Role of ASH2L and NCoA6 in glucocorticoid-mediated apoptosis in leukemic cells

M. SILBERMINS; A. PECCI; L. ROCHA VIEGAS

Congreso; XII PABMB CONGRESS, XLIX ANNUAL MEETING SOCIEDAD ARGENTINA DE INVESTIGACIóN BIOQUíMICA Y BIOLOGíA MOLECULAR, 4th LATIN AMERICAN PROTEIN SOCIETY MEETING; 2013

Glucocorticoids are frequently used in the treatment of hematopoietic diseases due to its pro-apoptotic properties, and they could represent an alternative and promising therapy in leukemia. We have already observed that U937 cells undergo apoptosis after dexametasone (Dex) treatment and this effect correlates with the down-regulation of the anti-apoptotic isoform Bcl-XL. Moreover, ASH2L (H3K4 methylase activity) and NCOA6 (steroid receptor co-activator) showed to be necessary for programmed cell death in response to Dex. The main goal of this project is to study the role of ASH2L and NCOA6 proteins as putative epigenetic modulators in glucocorticoid-mediated apoptosis in human leukemic cells. Here we show that no down-regulation of bcl-XL mRNA is observed when ASH2L or NCOA6 are silenced. We observed that the glucocorticoid receptor (GR) and ASH2L co-immunoprecipitate in control cells in the presence of Dex, but this endogenous interaction is lost when NCOA6 is absent.
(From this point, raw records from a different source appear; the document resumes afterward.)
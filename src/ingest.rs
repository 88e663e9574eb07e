//! Fetch → normalize → dedup → persist → embed, across every configured source.
//!
//! Item-level problems (a dead feed, a malformed link, an embedding timeout)
//! are recorded in the [`IngestReport`] and never abort the run. Only a
//! storage failure propagates.

use std::collections::BTreeMap;
use std::sync::Arc;
use std::time::Duration;

use chrono::{DateTime, Utc};
use futures::stream::{self, StreamExt};
use serde::Serialize;

use crate::config::{IngestionConfig, SourceConfig};
use crate::db::ArticleStore;
use crate::embedding::VectorCodec;
use crate::error::{AppError, Result};
use crate::feed::{canonical_url, FeedSource, RawItem};
use crate::models::{Article, NewArticle};

#[derive(Debug, Clone, Default, Serialize)]
pub struct SourceReport {
    pub fetched: usize,
    pub new_articles: usize,
    pub duplicates: usize,
    pub skipped: usize,
    pub error: Option<String>,
}

#[derive(Debug, Clone, Serialize)]
pub struct IngestReport {
    pub started_at: DateTime<Utc>,
    pub finished_at: DateTime<Utc>,
    pub sources: BTreeMap<String, SourceReport>,
    pub new_articles: usize,
    pub embedded: usize,
    pub embedding_failures: usize,
    pub backfilled: usize,
    pub purged: u64,
    pub total_articles: u64,
}

impl IngestReport {
    /// Source name → new articles inserted this run.
    pub fn new_counts(&self) -> BTreeMap<String, usize> {
        self.sources
            .iter()
            .map(|(name, report)| (name.clone(), report.new_articles))
            .collect()
    }

    pub fn failed_sources(&self) -> Vec<(&str, &str)> {
        self.sources
            .iter()
            .filter_map(|(name, report)| {
                report
                    .error
                    .as_deref()
                    .map(|reason| (name.as_str(), reason))
            })
            .collect()
    }
}

#[derive(Debug, Clone, Copy, Default, PartialEq, Eq, Serialize)]
pub struct EmbedOutcome {
    pub embedded: usize,
    pub failed: usize,
}

pub struct IngestionPipeline {
    articles: Arc<dyn ArticleStore>,
    codec: Arc<VectorCodec>,
    fetcher: Arc<dyn FeedSource>,
    sources: Vec<SourceConfig>,
    settings: IngestionConfig,
}

impl IngestionPipeline {
    pub fn new(
        articles: Arc<dyn ArticleStore>,
        codec: Arc<VectorCodec>,
        fetcher: Arc<dyn FeedSource>,
        sources: Vec<SourceConfig>,
        settings: IngestionConfig,
    ) -> Self {
        Self {
            articles,
            codec,
            fetcher,
            sources,
            settings,
        }
    }

    pub fn sources(&self) -> &[SourceConfig] {
        &self.sources
    }

    /// One full ingestion run over all sources.
    pub async fn run(&self) -> Result<IngestReport> {
        let started_at = Utc::now();
        tracing::info!("Starting ingestion run over {} sources", self.sources.len());

        let purged = if self.settings.retention_days > 0 {
            let cutoff = started_at - chrono::Duration::days(self.settings.retention_days as i64);
            let purged = self.articles.purge_older_than(cutoff).await?;
            if purged > 0 {
                tracing::info!(
                    "Purged {} articles older than {} days",
                    purged,
                    self.settings.retention_days
                );
            }
            purged
        } else {
            0
        };

        let backfill = self.backfill(self.settings.backfill_limit).await?;

        let fetched = self.fetch_all().await;

        let mut sources = BTreeMap::new();
        let mut to_embed = Vec::new();
        for (source, result) in fetched {
            let mut report = SourceReport::default();
            match result {
                Ok(items) => {
                    report.fetched = items.len();
                    for item in items {
                        match self.store_item(item, started_at).await {
                            Ok(Some(article)) => {
                                report.new_articles += 1;
                                to_embed.push(article);
                            }
                            Ok(None) => report.duplicates += 1,
                            Err(e) if e.is_fatal() => return Err(e),
                            Err(e) => {
                                tracing::debug!("Skipping item from {}: {}", source.name, e);
                                report.skipped += 1;
                            }
                        }
                    }
                    tracing::info!(
                        "Found {} new articles from {}",
                        report.new_articles,
                        source.name
                    );
                }
                Err(e) => {
                    tracing::warn!("Error fetching {}: {}", source.name, e);
                    report.error = Some(e.to_string());
                }
            }
            sources.insert(source.name.clone(), report);
        }

        let new_articles = to_embed.len();
        let embedding = self.embed_articles(to_embed).await?;
        let total_articles = self.articles.count().await?;

        let report = IngestReport {
            started_at,
            finished_at: Utc::now(),
            sources,
            new_articles,
            embedded: embedding.embedded + backfill.embedded,
            embedding_failures: embedding.failed + backfill.failed,
            backfilled: backfill.embedded,
            purged,
            total_articles,
        };

        tracing::info!(
            "Ingestion completed: {} new articles, {} embedded, {} failed sources, {} total",
            report.new_articles,
            report.embedded,
            report.failed_sources().len(),
            report.total_articles
        );
        Ok(report)
    }

    /// Embeds up to `limit` articles that were stored without an embedding.
    pub async fn backfill(&self, limit: usize) -> Result<EmbedOutcome> {
        if limit == 0 {
            return Ok(EmbedOutcome::default());
        }
        let pending = self.articles.pending_embeddings(limit).await?;
        if pending.is_empty() {
            return Ok(EmbedOutcome::default());
        }
        tracing::info!("Backfilling embeddings for {} articles", pending.len());
        self.embed_articles(pending).await
    }

    /// Fetches every source concurrently, each bounded by the fetch timeout.
    /// Results come back in configuration order.
    async fn fetch_all(&self) -> Vec<(SourceConfig, Result<Vec<RawItem>>)> {
        let timeout = self.settings.fetch_timeout();
        let fetcher = self.fetcher.clone();
        let mut results: Vec<_> = stream::iter(self.sources.iter().cloned().enumerate())
            .map(move |(index, source)| {
                let fetcher = fetcher.clone();
                async move {
                    let result = fetch_with_timeout(fetcher.as_ref(), &source, timeout).await;
                    (index, source, result)
                }
            })
            .buffer_unordered(self.settings.fetch_concurrency.max(1))
            .collect()
            .await;

        results.sort_by_key(|(index, _, _)| *index);
        results
            .into_iter()
            .map(|(_, source, result)| (source, result))
            .collect()
    }

    /// Persists one item. `Ok(None)` means the URL is already in the corpus.
    async fn store_item(&self, item: RawItem, now: DateTime<Utc>) -> Result<Option<Article>> {
        let url = canonical_url(&item.link)?;
        if self.articles.exists(&url).await? {
            return Ok(None);
        }

        let article = NewArticle {
            url,
            title: item.title,
            description: item.summary,
            content: None,
            source: item.source_name,
            category: item.category,
            published_at: item.published_at.unwrap_or(now),
        };

        // The unique key is the real gate; exists() only saves work.
        match self.articles.insert(article).await {
            Ok(stored) => Ok(Some(stored)),
            Err(AppError::DuplicateArticle(url)) => {
                tracing::debug!("Article already stored: {}", url);
                Ok(None)
            }
            Err(e) => Err(e),
        }
    }

    /// Embeds and attaches vectors on a bounded worker pool. Encoding
    /// failures leave the article for a later backfill.
    async fn embed_articles(&self, articles: Vec<Article>) -> Result<EmbedOutcome> {
        let results: Vec<Result<bool>> = stream::iter(articles)
            .map(|article| async move {
                match self.codec.embed(&article.embedding_text()).await {
                    Ok(vector) => {
                        self.articles.attach_embedding(&article.url, vector).await?;
                        Ok(true)
                    }
                    Err(e) => {
                        tracing::warn!("Failed to embed {}: {}", article.url, e);
                        Ok(false)
                    }
                }
            })
            .buffer_unordered(self.settings.embed_workers.max(1))
            .collect()
            .await;

        let mut outcome = EmbedOutcome::default();
        for result in results {
            match result {
                Ok(true) => outcome.embedded += 1,
                Ok(false) => outcome.failed += 1,
                Err(e) if e.is_fatal() => return Err(e),
                Err(e) => {
                    tracing::warn!("Failed to store embedding: {}", e);
                    outcome.failed += 1;
                }
            }
        }
        Ok(outcome)
    }
}

async fn fetch_with_timeout(
    fetcher: &dyn FeedSource,
    source: &SourceConfig,
    timeout: Duration,
) -> Result<Vec<RawItem>> {
    match tokio::time::timeout(timeout, fetcher.fetch_source(source)).await {
        Ok(result) => result,
        Err(_) => Err(AppError::Timeout(timeout)),
    }
}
We also evaluated the recruitment of GR to hormone-response elements located in the intron of bcl-X gene (+18, +42, +58 kb from TSS). Interestingly, GR is already recruited to chromatin in the absence of hormone (0,6-0,8% input), and when Dex is added the receptor is displaced (0,2% input). In conclusion, our results suggest a concerted epigenetic mechanism for transcriptional regulation during glucocorticoid-mediated apoptosis in leukemia.